= Janet Coster =

English opera singer

Janet Coster is an English operatic mezzo-soprano.

Born in London, the daughter of a London Transport employee, Coster studied at the Guildhall School of Music and privately with Eva Turner. In the 1960s she undertook a number of roles at Covent Garden including the boy in the 1966 production of Modest Mussorgsky's Boris Godunov with Boris Christoff in the title role.

In 1969 Coster joined the roster of principal artists at the Cologne Opera, making her debut there as Vitellia in a new production of Mozart’s La clemenza di Tito. At that time this particular Mozart opera was rarely performed and the production, directed by Jean Pierre Ponnelle, received high acclaim from music critics internationally.

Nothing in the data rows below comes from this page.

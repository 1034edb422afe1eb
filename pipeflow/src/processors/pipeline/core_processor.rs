use async_trait::async_trait;
use std::sync::Arc;

use crate::core::{Message, PipeLineResult, PipeLineSession};
use crate::errors::PipeRunError;
use crate::pipeline::PipeLine;
use crate::processors::{PipeLineProcessor, PipeProcessor};

/// Innermost pipeline processor: walks the pipe graph.
pub struct CorePipeLineProcessor {
    pipe_processor: Arc<dyn PipeProcessor>,
}

impl CorePipeLineProcessor {
    /// Creates a core processor that runs every pipe through `pipe_processor`.
    #[must_use]
    pub fn new(pipe_processor: Arc<dyn PipeProcessor>) -> Self {
        Self { pipe_processor }
    }
}

#[async_trait]
impl PipeLineProcessor for CorePipeLineProcessor {
    async fn process_pipeline(
        &self,
        pipeline: &PipeLine,
        _message_id: &str,
        message: Message,
        session: &mut PipeLineSession,
    ) -> Result<PipeLineResult, PipeRunError> {
        pipeline.walk(self.pipe_processor.as_ref(), message, session).await
    }
}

In 1975 she sang a brilliant Eboli in the Cologne Opera's production of Verdi's "Don Carlos".

She also sang with Welsh National Opera to great acclaim in roles such as Azucena in Trovatore.

Over the next decade she sang a wide number of roles at this theatre and other German houses. Returning to Britain she was Amneris in Aida for the English National Opera and undertook a considerable amount of Broadcasting for the BBC.

Her sister Tammy St. John had some success as a popular singer.

==Recordings==
Coster has participated in a number of important recordings, including Léonard in Les Huguenots by Meyerbeer with a cast including Dame Joan Sutherland, Dame Kiri te Kanawa and Martina Arroyo and Adriana Lecouvreur by Cilea with Montserrat Caballé.